(Record excerpts)

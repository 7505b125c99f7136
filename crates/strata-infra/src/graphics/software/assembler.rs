// Copyright 2025 eraflo
//
// Licensed under the Apache License, Version 2.0 (the "License");
// you may not use this file except in compliance with the License.
// You may obtain a copy of the License at
//
//     http://www.apache.org/licenses/LICENSE-2.0
//
// Unless required by applicable law or agreed to in writing, software
// distributed under the License is distributed on an "AS IS" BASIS,
// WITHOUT WARRANTIES OR CONDITIONS OF ANY KIND, either express or implied.
// See the License for the specific language governing permissions and
// limitations under the License.

use strata_core::renderer::{
    DrawInfo, IndexBufferBinding, IndexFormat, MappedBuffer, Primitive, PrimitiveAssembler,
    PrimitiveKind, PrimitiveSink, PrimitiveTopology, RenderError, ResourceError, ShaderStage,
    VertexBufferBinding, VertexElement, VertexFormat, MAX_VERTEX_BUFFERS,
};

/// A reference [`PrimitiveAssembler`].
///
/// Fetches every vertex of a draw from the mapped vertex buffers, converting
/// each element to floats, then walks the topology and hands one primitive at
/// a time to the sink. Strips keep a consistent winding by swapping the first
/// two vertices of every odd triangle.
#[derive(Debug, Default)]
pub struct SoftwareAssembler {
    vertex_buffers: Vec<VertexBufferBinding>,
    elements: Vec<VertexElement>,
    index_buffer: Option<IndexBufferBinding>,
    mapped_vertex: Vec<Option<MappedBuffer>>,
    mapped_index: Option<MappedBuffer>,
    constants: [Vec<f32>; 2],
    fetched: Vec<f32>,
    primitive: Vec<f32>,
}

impl SoftwareAssembler {
    /// Creates an assembler with nothing bound.
    pub fn new() -> Self {
        Self::default()
    }

    /// The constants last registered for `stage`.
    pub fn constants(&self, stage: ShaderStage) -> &[f32] {
        &self.constants[stage.index()]
    }

    /// Floats per assembled vertex.
    pub fn vertex_size(&self) -> usize {
        self.elements.iter().map(|e| e.format.components()).sum()
    }

    fn vertex_id(&self, info: &DrawInfo, i: u32) -> Result<u32, RenderError> {
        let position = info
            .start
            .checked_add(i)
            .ok_or(ResourceError::OutOfBounds)?;
        let (Some(binding), Some(mapped)) = (
            self.index_buffer.filter(|_| info.indexed),
            self.mapped_index.as_ref(),
        ) else {
            return Ok(position);
        };

        let size = binding.format.size();
        let offset = binding.offset as usize + position as usize * size;
        let bytes = mapped
            .get(offset..offset + size)
            .ok_or(ResourceError::OutOfBounds)?;
        let index = match binding.format {
            IndexFormat::Uint16 => u32::from(bytemuck::pod_read_unaligned::<u16>(bytes)),
            IndexFormat::Uint32 => bytemuck::pod_read_unaligned::<u32>(bytes),
        };

        let biased = i64::from(index) + i64::from(info.index_bias);
        u32::try_from(biased).map_err(|_| ResourceError::OutOfBounds.into())
    }

    fn fetch_vertex(&mut self, vertex: u32) -> Result<(), RenderError> {
        for element in &self.elements {
            let binding = self
                .vertex_buffers
                .get(element.slot)
                .ok_or(ResourceError::InvalidHandle)?;
            let mapped = self
                .mapped_vertex
                .get(element.slot)
                .and_then(Option::as_ref)
                .ok_or(ResourceError::InvalidHandle)?;

            let offset = binding.offset as usize
                + vertex as usize * binding.stride as usize
                + element.offset as usize;
            let bytes = mapped
                .get(offset..offset + element.format.size())
                .ok_or(ResourceError::OutOfBounds)?;
            read_element(element.format, bytes, &mut self.fetched);
        }
        Ok(())
    }

    fn emit(
        &mut self,
        kind: PrimitiveKind,
        vertices: &[usize],
        sink: &mut dyn PrimitiveSink,
    ) -> Result<(), RenderError> {
        let vertex_size = self.vertex_size();
        self.primitive.clear();
        for &v in vertices {
            self.primitive
                .extend_from_slice(&self.fetched[v * vertex_size..(v + 1) * vertex_size]);
        }
        sink.emit(&Primitive {
            kind,
            vertex_size,
            vertices: &self.primitive,
        })
    }
}

fn read_element(format: VertexFormat, bytes: &[u8], out: &mut Vec<f32>) {
    match format {
        VertexFormat::Float32
        | VertexFormat::Float32x2
        | VertexFormat::Float32x3
        | VertexFormat::Float32x4 => out.extend(
            bytes
                .chunks_exact(4)
                .map(bytemuck::pod_read_unaligned::<f32>),
        ),
        VertexFormat::Unorm8x4 => out.extend(bytes.iter().map(|b| f32::from(*b) / 255.0)),
        VertexFormat::Uint8x4 => out.extend(bytes.iter().map(|b| f32::from(*b))),
        VertexFormat::Uint32 => out.push(bytemuck::pod_read_unaligned::<u32>(bytes) as f32),
        VertexFormat::Sint32 => out.push(bytemuck::pod_read_unaligned::<i32>(bytes) as f32),
    }
}

impl PrimitiveAssembler for SoftwareAssembler {
    fn set_vertex_buffers(&mut self, bindings: &[VertexBufferBinding]) {
        debug_assert!(bindings.len() <= MAX_VERTEX_BUFFERS);
        self.vertex_buffers = bindings.to_vec();
        self.mapped_vertex.resize(bindings.len(), None);
    }

    fn set_vertex_elements(&mut self, elements: &[VertexElement]) {
        self.elements = elements.to_vec();
    }

    fn set_index_buffer(&mut self, binding: Option<&IndexBufferBinding>) {
        self.index_buffer = binding.copied();
    }

    fn set_mapped_vertex_buffer(&mut self, slot: usize, buffer: Option<MappedBuffer>) {
        if slot >= self.mapped_vertex.len() {
            self.mapped_vertex.resize(slot + 1, None);
        }
        self.mapped_vertex[slot] = buffer;
    }

    fn set_mapped_index_buffer(&mut self, buffer: Option<MappedBuffer>) {
        self.mapped_index = buffer;
    }

    fn set_mapped_constant_buffer(&mut self, stage: ShaderStage, _index: u32, data: &[u8]) {
        let constants = &mut self.constants[stage.index()];
        constants.clear();
        constants.extend(
            data.chunks_exact(4)
                .map(bytemuck::pod_read_unaligned::<f32>),
        );
    }

    fn draw(&mut self, info: &DrawInfo, sink: &mut dyn PrimitiveSink) -> Result<(), RenderError> {
        self.fetched.clear();
        for i in 0..info.count {
            let vertex = self.vertex_id(info, i)?;
            self.fetch_vertex(vertex)?;
        }

        let kind = PrimitiveKind::of(info.topology);
        let count = info.primitive_count() as usize;
        log::trace!(
            "SoftwareAssembler: {} vertices -> {} {:?} primitives",
            info.count,
            count,
            kind
        );

        for p in 0..count {
            let vertices: [usize; 3] = match info.topology {
                PrimitiveTopology::PointList => [p, 0, 0],
                PrimitiveTopology::LineList => [2 * p, 2 * p + 1, 0],
                PrimitiveTopology::LineStrip => [p, p + 1, 0],
                PrimitiveTopology::TriangleList => [3 * p, 3 * p + 1, 3 * p + 2],
                PrimitiveTopology::TriangleStrip if p % 2 == 1 => [p + 1, p, p + 2],
                PrimitiveTopology::TriangleStrip => [p, p + 1, p + 2],
                PrimitiveTopology::TriangleFan => [0, p + 1, p + 2],
            };
            self.emit(kind, &vertices[..kind.vertex_count()], sink)?;
        }
        Ok(())
    }
}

(End Record excerpts)

* Exercise instructions *
Could you copy out the data in full, exactly as it is written?

* Solution for this task *
repository 7505b125c99f7136
filename crates/strata-infra/src/graphics/software/assembler.rs
// Copyright 2025 eraflo
//
// Licensed under the Apache License, Version 2.0 (the "License");
// you may not use this file except in compliance with the License.
// You may obtain a copy of the License at
//
//     http://www.apache.org/licenses/LICENSE-2.0
//
// Unless required by applicable law or agreed to in writing, software
// distributed under the License is distributed on an "AS IS" BASIS,
// WITHOUT WARRANTIES OR CONDITIONS OF ANY KIND, either express or implied.
// See the License for the specific language governing permissions and
// limitations under the License.

use strata_core::renderer::{
    DrawInfo, IndexBufferBinding, IndexFormat, MappedBuffer, Primitive, PrimitiveAssembler,
    PrimitiveKind, PrimitiveSink, PrimitiveTopology, RenderError, ResourceError, ShaderStage,
    VertexBufferBinding, VertexElement, VertexFormat, MAX_VERTEX_BUFFERS,
};

/// A reference [`PrimitiveAssembler`].
///
/// Fetches every vertex of a draw from the mapped vertex buffers, converting
/// each element to floats, then walks the topology and hands one primitive at
/// a time to the sink. Strips keep a consistent winding by swapping the first
/// two vertices of every odd triangle.
#[derive(Debug, Default)]
pub struct SoftwareAssembler {
    vertex_buffers: Vec<VertexBufferBinding>,
    elements: Vec<VertexElement>,
    index_buffer: Option<IndexBufferBinding>,
    mapped_vertex: Vec<Option<MappedBuffer>>,
    mapped_index: Option<MappedBuffer>,
    constants: [Vec<f32>; 2],
    fetched: Vec<f32>,
    primitive: Vec<f32>,
}

impl SoftwareAssembler {
    /// Creates an assembler with nothing bound.
    pub fn new() -> Self {
        Self::default()
    }

    /// The constants last registered for `stage`.
    pub fn constants(&self, stage: ShaderStage) -> &[f32] {
        &self.constants[stage.index()]
    }

    /// Floats per assembled vertex.
    pub fn vertex_size(&self) -> usize {
        self.elements.iter().map(|e| e.format.components()).sum()
    }

    fn vertex_id(&self, info: &DrawInfo, i: u32) -> Result<u32, RenderError> {
        let position = info
            .start
            .checked_add(i)
            .ok_or(ResourceError::OutOfBounds)?;
        let (Some(binding), Some(mapped)) = (
            self.index_buffer.filter(|_| info.indexed),
            self.mapped_index.as_ref(),
        ) else {
            return Ok(position);
        };

        let size = binding.format.size();
        let offset = binding.offset as usize + position as usize * size;
        let bytes = mapped
            .get(offset..offset + size)
            .ok_or(ResourceError::OutOfBounds)?;
        let index = match binding.format {
            IndexFormat::Uint16 => u32::from(bytemuck::pod_read_unaligned::<u16>(bytes)),
            IndexFormat::Uint32 => bytemuck::pod_read_unaligned::<u32>(bytes),
        };

        let biased = i64::from(index) + i64::from(info.index_bias);
        u32::try_from(biased).map_err(|_| ResourceError::OutOfBounds.into())
    }

    fn fetch_vertex(&mut self, vertex: u32) -> Result<(), RenderError> {
        for element in &self.elements {
            let binding = self
                .vertex_buffers
                .get(element.slot)
                .ok_or(ResourceError::InvalidHandle)?;
            let mapped = self
                .mapped_vertex
                .get(element.slot)
                .and_then(Option::as_ref)
                .ok_or(ResourceError::InvalidHandle)?;

            let offset = binding.offset as usize
                + vertex as usize * binding.stride as usize
                + element.offset as usize;
            let bytes = mapped
                .get(offset..offset + element.format.size())
                .ok_or(ResourceError::OutOfBounds)?;
            read_element(element.format, bytes, &mut self.fetched);
        }
        Ok(())
    }

    fn emit(
        &mut self,
        kind: PrimitiveKind,
        vertices: &[usize],
        sink: &mut dyn PrimitiveSink,
    ) -> Result<(), RenderError> {
        let vertex_size = self.vertex_size();
        self.primitive.clear();
        for &v in vertices {
            self.primitive
                .extend_from_slice(&self.fetched[v * vertex_size..(v + 1) * vertex_size]);
        }
        sink.emit(&Primitive {
            kind,
            vertex_size,
            vertices: &self.primitive,
        })
    }
}

fn read_element(format: VertexFormat, bytes: &[u8], out: &mut Vec<f32>) {
    match format {
        VertexFormat::Float32
        | VertexFormat::Float32x2
        | VertexFormat::Float32x3
        | VertexFormat::Float32x4 => out.extend(
            bytes
                .chunks_exact(4)
                .map(bytemuck::pod_read_unaligned::<f32>),
        ),
        VertexFormat::Unorm8x4 => out.extend(bytes.iter().map(|b| f32::from(*b) / 255.0)),
        VertexFormat::Uint8x4 => out.extend(bytes.iter().map(|b| f32::from(*b))),
        VertexFormat::Uint32 => out.push(bytemuck::pod_read_unaligned::<u32>(bytes) as f32),
        VertexFormat::Sint32 => out.push(bytemuck::pod_read_unaligned::<i32>(bytes) as f32),
    }
}

impl PrimitiveAssembler for SoftwareAssembler {
    fn set_vertex_buffers(&mut self, bindings: &[VertexBufferBinding]) {
        debug_assert!(bindings.len() <= MAX_VERTEX_BUFFERS);
        self.vertex_buffers = bindings.to_vec();
        self.mapped_vertex.resize(bindings.len(), None);
    }

    fn set_vertex_elements(&mut self, elements: &[VertexElement]) {
        self.elements = elements.to_vec();
    }

    fn set_index_buffer(&mut self, binding: Option<&IndexBufferBinding>) {
        self.index_buffer = binding.copied();
    }

    fn set_mapped_vertex_buffer(&mut self, slot: usize, buffer: Option<MappedBuffer>) {
        if slot >= self.mapped_vertex.len() {
            self.mapped_vertex.resize(slot + 1, None);
        }
        self.mapped_vertex[slot] = buffer;
    }

    fn set_mapped_index_buffer(&mut self, buffer: Option<MappedBuffer>) {
        self.mapped_index = buffer;
    }

    fn set_mapped_constant_buffer(&mut self, stage: ShaderStage, _index: u32, data: &[u8]) {
        let constants = &mut self.constants[stage.index()];
        constants.clear();
        constants.extend(
            data.chunks_exact(4)
                .map(bytemuck::pod_read_unaligned::<f32>),
        );
    }

    fn draw(&mut self, info: &DrawInfo, sink: &mut dyn PrimitiveSink) -> Result<(), RenderError> {
        self.fetched.clear();
        for i in 0..info.count {
            let vertex = self.vertex_id(info, i)?;
            self.fetch_vertex(vertex)?;
        }

        let kind = PrimitiveKind::of(info.topology);
        let count = info.primitive_count() as usize;
        log::trace!(
            "SoftwareAssembler: {} vertices -> {} {:?} primitives",
            info.count,
            count,
            kind
        );

        for p in 0..count {
            let vertices: [usize; 3] = match info.topology {
                PrimitiveTopology::PointList => [p, 0, 0],
                PrimitiveTopology::LineList => [2 * p, 2 * p + 1, 0],
                PrimitiveTopology::LineStrip => [p, p + 1, 0],
                PrimitiveTopology::TriangleList => [3 * p, 3 * p + 1, 3 * p + 2],
                PrimitiveTopology::TriangleStrip if p % 2 == 1 => [p + 1, p, p + 2],
                PrimitiveTopology::TriangleStrip => [p, p + 1, p + 2],
                PrimitiveTopology::TriangleFan => [0, p + 1, p + 2],
            };
            self.emit(kind, &vertices[..kind.vertex_count()], sink)?;
        }
        Ok(())
    }
}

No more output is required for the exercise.